Because atherosclerosis usually progresses slowly over many years, it is commonly thought of as an affliction of the elderly. However, studies show that arterial deposits can begin in childhood, with significant plaque formation by the time a person is 30. In some people it progresses rapidly in their third decade; in others it doesn’t become threatening until they’re in their fifties or sixties. Women, in particular, are generally but not invariably protected before menopause. Atherosclerosis may never seriously affect the overall health of some people who have it. In many others, however, it is an important cause of illness and early death. In most cases, improvements in lifestyle can retard or even reverse the progress of the disease.When to call your doctor
The Clinical Guidelines recently published jointly by the South African Medical Association and the Lipid and Atherosclerosis Society of Southern Africa, recommends that all young adults be assessed at least once for the risk or presence of atherosclerotic vascular disease. This can be done as part of a normal medical visit. This provides you with the essential information (eg. blood pressure, total and HDL-cholesterol levels, triglyceride concentration, body weight and height, fasting glucose value) to modify your lifestyle so as to promote health and reduce risk. Occasionally the results may indicate the need for further investigation and more vigorous treatment, but generally a five year follow-up is recommended even for relatively low-risk individuals. In older people, above 60 years, more frequent examination is desirable. In addition to such baseline examination, you should consult your doctor under the following circumstances:- If you experience symptoms for the first time of a possible atherosclerosis-related medical condition. These include: chest pain, undue breathlessness, tingling or numbness in your arms, palpitations, visual, speech or coordination disturbances, any unexplained loss of consciousness or mental confusion, pain in your legs when walking which improves on rest, undue fatigue or excessive thirst, passing urine frequently.
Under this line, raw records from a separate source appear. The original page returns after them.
// SPDX-FileCopyrightText: 2026 Sentryphish Contributors
// SPDX-License-Identifier: MIT OR Apache-2.0

//! Configuration loader using Figment for layered config merging.
//!
//! Supports XDG hierarchy: `./sentryphish.toml` > `~/.config/sentryphish/sentryphish.toml`
//! > `/etc/sentryphish/sentryphish.toml` with environment variable overrides via
//! `SENTRYPHISH_` prefix.

#![allow(clippy::result_large_err)] // figment::Error is external and cannot be boxed without wrapper

use std::path::Path;

use figment::{
    providers::{Env, Format, Serialized, Toml},
    Figment,
};

use crate::model::SentryConfig;

/// Load configuration from the standard XDG hierarchy with env var overrides.
///
/// Merge order (later overrides earlier):
/// 1. Compiled defaults
/// 2. `/etc/sentryphish/sentryphish.toml` (system-wide)
/// 3. `~/.config/sentryphish/sentryphish.toml` (user XDG config)
/// 4. `./sentryphish.toml` (local directory)
/// 5. `SENTRYPHISH_*` environment variables
pub fn load_config() -> Result<SentryConfig, figment::Error> {
    build_figment().extract()
}

/// Load configuration from a TOML string only (no XDG lookup, no env vars).
///
/// Used for testing and explicit config specification.
pub fn load_config_from_str(toml_content: &str) -> Result<SentryConfig, figment::Error> {
    Figment::new()
        .merge(Serialized::defaults(SentryConfig::default()))
        .merge(Toml::string(toml_content))
        .extract()
}

/// Load configuration from a specific file path with env var overrides.
pub fn load_config_from_path(path: &Path) -> Result<SentryConfig, figment::Error> {
    Figment::new()
        .merge(Serialized::defaults(SentryConfig::default()))
        .merge(Toml::file(path))
        .merge(env_provider())
        .extract()
}

/// Build the Figment used internally for config loading (exposed for diagnostic use).
///
/// Returns the Figment before extraction so callers can inspect metadata.
pub fn build_figment() -> Figment {
    Figment::new()
        .merge(Serialized::defaults(SentryConfig::default()))
        .merge(Toml::file("/etc/sentryphish/sentryphish.toml"))
        .merge(Toml::file(
            dirs::config_dir()
                .map(|d| d.join("sentryphish/sentryphish.toml"))
                .unwrap_or_default(),
        ))
        .merge(Toml::file("sentryphish.toml"))
        .merge(env_provider())
}

/// Create the environment variable provider using explicit `map()` for section-to-dot mapping.
///
/// Uses `Env::map()` NOT `Env::split("_")` to avoid ambiguity with
/// underscore-containing key names. For example, `SENTRYPHISH_GROK_API_KEY` must
/// map to `grok.api_key`, not `grok.api.key`.
fn env_provider() -> Env {
    Env::prefixed("SENTRYPHISH_").map(|key| {
        // `key` is the lowercased env var name with prefix stripped.
        // Example: SENTRYPHISH_GROK_API_KEY -> "grok_api_key"
        let key_str = key.as_str();
        let mapped = key_str
            .replacen("agent_", "agent.", 1)
            .replacen("monitor_", "monitor.", 1)
            .replacen("detector_", "detector.", 1)
            .replacen("grok_", "grok.", 1)
            .replacen("deepseek_", "deepseek.", 1)
            .replacen("huggingface_", "huggingface.", 1)
            .replacen("alerts_", "alerts.", 1)
            .replacen("storage_", "storage.", 1);
        mapped.into()
    })
}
- If you have an increase in any of the above symptoms.
- If you are at increased risk through family history, poor lifestyle habits, obesity or the presence of diabetes mellitus (or, more rarely, some other predisposing condition). If you develop discoloration or unusual skin sores in your legs or feet. This may indicate severe atherosclerosis and possibly a circulatory blockage that needs treatment to prevent gangrene.
It is possible to have atherosclerosis for many years without having symptoms and sometimes the clinical complications are worse than may be expected from the degree of atherosclerosis present. Despite these difficulties, a careful medical work-up provides the important information required for effective prevention and treatment.